//! Qianfan client: request dispatch for single and streamed responses

use super::request::set_stream_flag;
use super::sse::decode_frame;
use super::streaming::StreamIterator;
use super::{
    ApplicationError, ChatRequest, ChatResponse, HttpRequest, HttpTransport, QianfanError,
    StreamResponse, Transport,
};
use crate::auth::{Authenticator, Credential};
use crate::config::{Config, EndpointSettings};
use serde::de::DeserializeOwned;
use serde::Serialize;
use serde_json::Value;
use std::sync::Arc;
use std::time::Duration;
use tracing::{debug, warn};

/// Default chat completion route on the base URL
pub const CHAT_ROUTE: &str = "/v2/chat/completions";

/// Client for the Qianfan API
///
/// The credential scheme is chosen by constructor: [`with_api_key`](Self::with_api_key)
/// for the legacy key pair exchanged for an access token,
/// [`with_access_key`](Self::with_access_key) for signed access-key requests.
pub struct QianfanClient {
    transport: Arc<dyn Transport>,
    auth: Authenticator,
    base_url: String,
    default_model: Option<String>,
}

impl QianfanClient {
    /// Build from a loaded config
    pub fn new(config: &Config) -> Result<Self, QianfanError> {
        let credential = config
            .credential()
            .map_err(|e| QianfanError::validation(e.to_string()))?;
        let transport = Arc::new(HttpTransport::new(&config.http)?);
        let client = Self::with_transport(credential, &config.endpoint, transport)
            .with_token_refresh_margin(Duration::from_secs(config.http.token_refresh_margin_secs));
        Ok(match config.chat.model.as_str() {
            "" => client,
            model => client.with_default_model(model),
        })
    }

    /// Legacy API key / secret key pair
    pub fn with_api_key(
        api_key: impl Into<String>,
        secret_key: impl Into<String>,
    ) -> Result<Self, QianfanError> {
        Self::with_credential(Credential::ApiKey {
            api_key: api_key.into(),
            secret_key: secret_key.into(),
        })
    }

    /// IAM access key / secret key pair
    pub fn with_access_key(
        access_key: impl Into<String>,
        secret_key: impl Into<String>,
    ) -> Result<Self, QianfanError> {
        Self::with_credential(Credential::AccessKey {
            access_key: access_key.into(),
            secret_key: secret_key.into(),
        })
    }

    /// Credentials and endpoints from the environment and the default config file
    pub fn from_env() -> Result<Self, QianfanError> {
        let config = Config::load().map_err(|e| QianfanError::validation(e.to_string()))?;
        Self::new(&config)
    }

    fn with_credential(credential: Credential) -> Result<Self, QianfanError> {
        let config = Config::default().with_env_overrides();
        let transport = Arc::new(HttpTransport::new(&config.http)?);
        Ok(Self::with_transport(credential, &config.endpoint, transport))
    }

    /// Assemble from explicit parts; the seam tests and custom transports use
    pub fn with_transport(
        credential: Credential,
        endpoint: &EndpointSettings,
        transport: Arc<dyn Transport>,
    ) -> Self {
        Self {
            transport,
            auth: Authenticator::new(credential, endpoint.auth_base_url.clone()),
            base_url: endpoint.base_url.trim_end_matches('/').to_string(),
            default_model: None,
        }
    }

    /// Model used when a request names neither a model nor an endpoint
    pub fn with_default_model(mut self, model: impl Into<String>) -> Self {
        self.default_model = Some(model.into());
        self
    }

    pub fn with_token_refresh_margin(mut self, margin: Duration) -> Self {
        self.auth = self.auth.with_refresh_margin(margin);
        self
    }

    pub fn credential(&self) -> &Credential {
        self.auth.credential()
    }

    /// Forget the cached access token; the next request fetches a new one
    pub fn invalidate_token(&self) {
        self.auth.invalidate();
    }

    /// Send a chat completion and wait for the whole answer
    pub async fn chat(&self, request: &ChatRequest) -> Result<ChatResponse, QianfanError> {
        let body = self.chat_body(request)?;
        self.request(chat_route(request), &body).await
    }

    /// Send a chat completion and iterate over its incremental chunks
    pub async fn chat_stream(
        &self,
        request: &ChatRequest,
    ) -> Result<StreamIterator<StreamResponse>, QianfanError> {
        let body = self.chat_body(request)?;
        self.request_stream(chat_route(request), &body).await
    }

    /// Dispatch non-streaming and decode the body as `R`.
    ///
    /// `route` is a path on the base URL, a full URL, or a name under `/v2/`.
    pub async fn request<B, R>(&self, route: &str, body: &B) -> Result<R, QianfanError>
    where
        B: Serialize + ?Sized,
        R: DeserializeOwned,
    {
        let request = self.prepare(route, body, false).await?;
        let json = self.transport.send(request).await?;

        if let Some(err) = ApplicationError::from_value(&json) {
            if err.is_token_invalid() {
                warn!(code = %err.code, "Access token rejected, dropping cached token");
                self.auth.invalidate();
            }
            return Err(err.into());
        }
        Ok(serde_json::from_value(json)?)
    }

    /// Dispatch with `stream=true` and wrap the event stream in an iterator
    /// decoding each frame as `T`.
    pub async fn request_stream<B, T>(
        &self,
        route: &str,
        body: &B,
    ) -> Result<StreamIterator<T>, QianfanError>
    where
        B: Serialize + ?Sized,
        T: DeserializeOwned + Send + 'static,
    {
        let request = self.prepare(route, body, true).await?;
        let source = self.transport.send_streaming(request).await?;
        let stale = self.auth.invalidator();
        Ok(StreamIterator::new(source, move |frame: &str| {
            let decoded = decode_frame::<T>(frame);
            if let Err(QianfanError::Application(err)) = &decoded {
                if err.is_token_invalid() {
                    warn!(code = %err.code, "Access token rejected, dropping cached token");
                    stale.invalidate();
                }
            }
            decoded
        }))
    }

    async fn prepare<B>(&self, route: &str, body: &B, stream: bool) -> Result<HttpRequest, QianfanError>
    where
        B: Serialize + ?Sized,
    {
        let mut body = serde_json::to_value(body)
            .map_err(|e| QianfanError::validation(format!("request is not serializable: {}", e)))?;
        set_stream_flag(&mut body, stream);

        let url = self.resolve_url(route);
        debug!(url = %url, stream, scheme = self.auth.scheme(), "Dispatching request");

        let mut request = HttpRequest::post_json(url, body);
        self.auth.authorize(&mut request, self.transport.as_ref()).await?;
        Ok(request)
    }

    fn chat_body(&self, request: &ChatRequest) -> Result<Value, QianfanError> {
        if request.messages.is_empty() {
            return Err(QianfanError::validation("chat request has no messages"));
        }
        let mut body = serde_json::to_value(request)
            .map_err(|e| QianfanError::validation(format!("request is not serializable: {}", e)))?;
        if request.model.is_empty() && request.endpoint.is_none() {
            let model = self.default_model.as_deref().ok_or_else(|| {
                QianfanError::validation("chat request needs a model or an endpoint")
            })?;
            body["model"] = Value::String(model.to_string());
        }
        Ok(body)
    }

    fn resolve_url(&self, route: &str) -> String {
        if route.starts_with("http://") || route.starts_with("https://") {
            route.to_string()
        } else if route.starts_with('/') {
            format!("{}{}", self.base_url, route)
        } else {
            format!("{}/v2/{}", self.base_url, route)
        }
    }
}

fn chat_route(request: &ChatRequest) -> &str {
    request.endpoint.as_deref().unwrap_or(CHAT_ROUTE)
}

........

YOUR TASK = Produce the entries again, character for character.

OUTPUT FOR THIS EXERCISE =
//! Qianfan client: request dispatch for single and streamed responses

use super::request::set_stream_flag;
use super::sse::decode_frame;
use super::streaming::StreamIterator;
use super::{
    ApplicationError, ChatRequest, ChatResponse, HttpRequest, HttpTransport, QianfanError,
    StreamResponse, Transport,
};
use crate::auth::{Authenticator, Credential};
use crate::config::{Config, EndpointSettings};
use serde::de::DeserializeOwned;
use serde::Serialize;
use serde_json::Value;
use std::sync::Arc;
use std::time::Duration;
use tracing::{debug, warn};

/// Default chat completion route on the base URL
pub const CHAT_ROUTE: &str = "/v2/chat/completions";

/// Client for the Qianfan API
///
/// The credential scheme is chosen by constructor: [`with_api_key`](Self::with_api_key)
/// for the legacy key pair exchanged for an access token,
/// [`with_access_key`](Self::with_access_key) for signed access-key requests.
pub struct QianfanClient {
    transport: Arc<dyn Transport>,
    auth: Authenticator,
    base_url: String,
    default_model: Option<String>,
}

impl QianfanClient {
    /// Build from a loaded config
    pub fn new(config: &Config) -> Result<Self, QianfanError> {
        let credential = config
            .credential()
            .map_err(|e| QianfanError::validation(e.to_string()))?;
        let transport = Arc::new(HttpTransport::new(&config.http)?);
        let client = Self::with_transport(credential, &config.endpoint, transport)
            .with_token_refresh_margin(Duration::from_secs(config.http.token_refresh_margin_secs));
        Ok(match config.chat.model.as_str() {
            "" => client,
            model => client.with_default_model(model),
        })
    }

    /// Legacy API key / secret key pair
    pub fn with_api_key(
        api_key: impl Into<String>,
        secret_key: impl Into<String>,
    ) -> Result<Self, QianfanError> {
        Self::with_credential(Credential::ApiKey {
            api_key: api_key.into(),
            secret_key: secret_key.into(),
        })
    }

    /// IAM access key / secret key pair
    pub fn with_access_key(
        access_key: impl Into<String>,
        secret_key: impl Into<String>,
    ) -> Result<Self, QianfanError> {
        Self::with_credential(Credential::AccessKey {
            access_key: access_key.into(),
            secret_key: secret_key.into(),
        })
    }

    /// Credentials and endpoints from the environment and the default config file
    pub fn from_env() -> Result<Self, QianfanError> {
        let config = Config::load().map_err(|e| QianfanError::validation(e.to_string()))?;
        Self::new(&config)
    }

    fn with_credential(credential: Credential) -> Result<Self, QianfanError> {
        let config = Config::default().with_env_overrides();
        let transport = Arc::new(HttpTransport::new(&config.http)?);
        Ok(Self::with_transport(credential, &config.endpoint, transport))
    }

    /// Assemble from explicit parts; the seam tests and custom transports use
    pub fn with_transport(
        credential: Credential,
        endpoint: &EndpointSettings,
        transport: Arc<dyn Transport>,
    ) -> Self {
        Self {
            transport,
            auth: Authenticator::new(credential, endpoint.auth_base_url.clone()),
            base_url: endpoint.base_url.trim_end_matches('/').to_string(),
            default_model: None,
        }
    }

    /// Model used when a request names neither a model nor an endpoint
    pub fn with_default_model(mut self, model: impl Into<String>) -> Self {
        self.default_model = Some(model.into());
        self
    }

    pub fn with_token_refresh_margin(mut self, margin: Duration) -> Self {
        self.auth = self.auth.with_refresh_margin(margin);
        self
    }

    pub fn credential(&self) -> &Credential {
        self.auth.credential()
    }

    /// Forget the cached access token; the next request fetches a new one
    pub fn invalidate_token(&self) {
        self.auth.invalidate();
    }

    /// Send a chat completion and wait for the whole answer
    pub async fn chat(&self, request: &ChatRequest) -> Result<ChatResponse, QianfanError> {
        let body = self.chat_body(request)?;
        self.request(chat_route(request), &body).await
    }

    /// Send a chat completion and iterate over its incremental chunks
    pub async fn chat_stream(
        &self,
        request: &ChatRequest,
    ) -> Result<StreamIterator<StreamResponse>, QianfanError> {
        let body = self.chat_body(request)?;
        self.request_stream(chat_route(request), &body).await
    }

    /// Dispatch non-streaming and decode the body as `R`.
    ///
    /// `route` is a path on the base URL, a full URL, or a name under `/v2/`.
    pub async fn request<B, R>(&self, route: &str, body: &B) -> Result<R, QianfanError>
    where
        B: Serialize + ?Sized,
        R: DeserializeOwned,
    {
        let request = self.prepare(route, body, false).await?;
        let json = self.transport.send(request).await?;

        if let Some(err) = ApplicationError::from_value(&json) {
            if err.is_token_invalid() {
                warn!(code = %err.code, "Access token rejected, dropping cached token");
                self.auth.invalidate();
            }
            return Err(err.into());
        }
        Ok(serde_json::from_value(json)?)
    }

    /// Dispatch with `stream=true` and wrap the event stream in an iterator
    /// decoding each frame as `T`.
    pub async fn request_stream<B, T>(
        &self,
        route: &str,
        body: &B,
    ) -> Result<StreamIterator<T>, QianfanError>
    where
        B: Serialize + ?Sized,
        T: DeserializeOwned + Send + 'static,
    {
        let request = self.prepare(route, body, true).await?;
        let source = self.transport.send_streaming(request).await?;
        let stale = self.auth.invalidator();
        Ok(StreamIterator::new(source, move |frame: &str| {
            let decoded = decode_frame::<T>(frame);
            if let Err(QianfanError::Application(err)) = &decoded {
                if err.is_token_invalid() {
                    warn!(code = %err.code, "Access token rejected, dropping cached token");
                    stale.invalidate();
                }
            }
            decoded
        }))
    }

    async fn prepare<B>(&self, route: &str, body: &B, stream: bool) -> Result<HttpRequest, QianfanError>
    where
        B: Serialize + ?Sized,
    {
        let mut body = serde_json::to_value(body)
            .map_err(|e| QianfanError::validation(format!("request is not serializable: {}", e)))?;
        set_stream_flag(&mut body, stream);

        let url = self.resolve_url(route);
        debug!(url = %url, stream, scheme = self.auth.scheme(), "Dispatching request");

        let mut request = HttpRequest::post_json(url, body);
        self.auth.authorize(&mut request, self.transport.as_ref()).await?;
        Ok(request)
    }

    fn chat_body(&self, request: &ChatRequest) -> Result<Value, QianfanError> {
        if request.messages.is_empty() {
            return Err(QianfanError::validation("chat request has no messages"));
        }
        let mut body = serde_json::to_value(request)
            .map_err(|e| QianfanError::validation(format!("request is not serializable: {}", e)))?;
        if request.model.is_empty() && request.endpoint.is_none() {
            let model = self.default_model.as_deref().ok_or_else(|| {
                QianfanError::validation("chat request needs a model or an endpoint")
            })?;
            body["model"] = Value::String(model.to_string());
        }
        Ok(body)
    }

    fn resolve_url(&self, route: &str) -> String {
        if route.starts_with("http://") || route.starts_with("https://") {
            route.to_string()
        } else if route.starts_with('/') {
            format!("{}{}", self.base_url, route)
        } else {
            format!("{}/v2/{}", self.base_url, route)
        }
    }
}

fn chat_route(request: &ChatRequest) -> &str {
    request.endpoint.as_deref().unwrap_or(CHAT_ROUTE)
}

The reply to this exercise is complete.